Mark Weir believes Khabib Nurmagomedov is chasing MMA all-time legendary status and not just another win when he puts his lightweight title on the line against hard-hitting Justin Gaethje on Saturday.
"I think he's trying to end his career as the best of all time. Get to 30 and 0. He wants to finish undefeated. We saw it in boxing with Rocky Marciano. And if he can go undefeated he'll be in there in that conversation," Weir told Sky Sports earlier this week.
Weir acknowledges that on paper it looks like "the undefeated versus the unbeatable" as the Russian title-holder faces an American who is on a four-fight winning streak and most recently counterpunched Tony Ferguson to a standstill. But Weir maintains Gaethje, 31, has much to prove.
"We keep saying every opponent is the best Khabib's faced to date. I hear a lot of people talking about Gaethje because of the win over Tony Ferguson. But the only thing I'd ask is with coronavirus and the lockdown was Ferguson at his best? Everyone had a break but it affects some more than the others."
Even if he is chasing MMA immortality, Weir does not envisage Nurmagomedov looking to make any eye-catching adjustments and expects the champion to once again focus on his overwhelming wrestling tactics at UFC 254.
"Khabib will be pushing forward. He'll probably throw a few punches and kicks in the stand-up. And he'll wait for Gaethie's counter because he'll know Gaethie likes to throw counters," Weir said, explaining the Russian's potential route to success.
"And then he'll probably catch him. If he catches him, he'll look to get Gaethie against the cage and will beat him up. He'll beat him up and when the time is right, he'll take him down."
Although Gaethje has made his name in MMA on the back of hurtful striking that has yielded 19 KO wins from 22 total victories, he does also have high-level college wrestling on his CV. But Weir does not think that will help 'The Highlight' on Fight Island.
"Just because he has a wrestling background it doesn't mean he can use it in MMA. It's a different way of using it when you're doing MMA. Maybe he can be creative with it. But has he had people trying to take him down like Khabib?"
Is an upset on the cards?
Not that the pundit is ruling out a Gaethje win. He just thinks his game plan has to centre around cautious, clinical striking.

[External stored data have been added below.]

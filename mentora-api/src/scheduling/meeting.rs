use chrono::Utc;
use rand::distributions::Alphanumeric;
use rand::Rng;

const SUFFIX_LEN: usize = 9;

/// Builds a fresh meeting link for every booked session.
#[derive(Debug, Clone)]
pub struct MeetingLinks {
    base_url: String,
}

impl MeetingLinks {
    pub fn new(base_url: impl Into<String>) -> Self {
        Self { base_url: base_url.into() }
    }

    /// `{base}?pwd={unix millis}{random suffix}`.
    pub fn generate(&self) -> String {
        let suffix: String = rand::thread_rng()
            .sample_iter(&Alphanumeric)
            .take(SUFFIX_LEN)
            .map(|b| char::from(b).to_ascii_lowercase())
            .collect();
        let separator = if self.base_url.contains('?') { '&' } else { '?' };
        format!(
            "{}{separator}pwd={}{suffix}",
            self.base_url,
            Utc::now().timestamp_millis()
        )
    }
}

"In his last fight, after Ferguson swung, he'd counter. He'll have to calm that down a little with Khabib. If he can start tagging him, then he can slowly up the power. I'd probably go for front or side kicks to the knee and then open himself up for strikes."
And, above all, Weir believes that literally keeping his feet on the ground will be key to a surprise win for the underdog.
"With Gaethie, when Ferguson was missing, he was throwing hooks in return. But he was slightly off balance. There's a pause when you lose your balance. And Khabib will see that and attack you."
Despite seeing a potential path to victory for Gaethje, Weir, ultimately, predicts Nurmagomedov will move to 29-0.
"You can't look past the champion. Everyone keeps thinking someone has his number. He has the undefeated mindset and he won't quit," Weir concluded.
One new unknown surrounds Nurmagomedov's mindset in the wake of his father's death in the summer. This will be his first contest without his dad and mentor in the corner. Weir says we will not know the effect of the loss until battle commences.
"Grief affects people differently. But if the grief hits him when he's fighting, it could go one of two ways. You could be getting hit and think 'I want to do this for my father'. But then you're thinking of your father and the grief may overtake you.
"But for me I think it will be a plus, I think he has all the answers and I think even if he's rocked, he'll work through," Weir said.
The question that will inevitably follow a Khabib win, will be who is next for fight number 30?
A rematch with Conor McGregor would attract huge attention, but Weir is worried it could wind up a mismatch until the Irishman regains career momentum.
"Conor's been out of the picture for a while at 155. He needs to prove himself again. You don't want to see a fight where he comes in and gets beaten up worse than before."
Another illustrious name mentioned in connection with Khabib has been two-weight champion, MMA royalty, George St-Pierre. But the Canadian's titles have come at higher weights and Weir cannot see him risking his reputation and health in coming down to meet Khabib at 155 pounds.
"George is a very clever guy. He's never punished himself with weight cuts and he's in good condition. I could see him cutting and seeing how he feels. But if he didn't feel good, I could see him pulling out for safety reasons."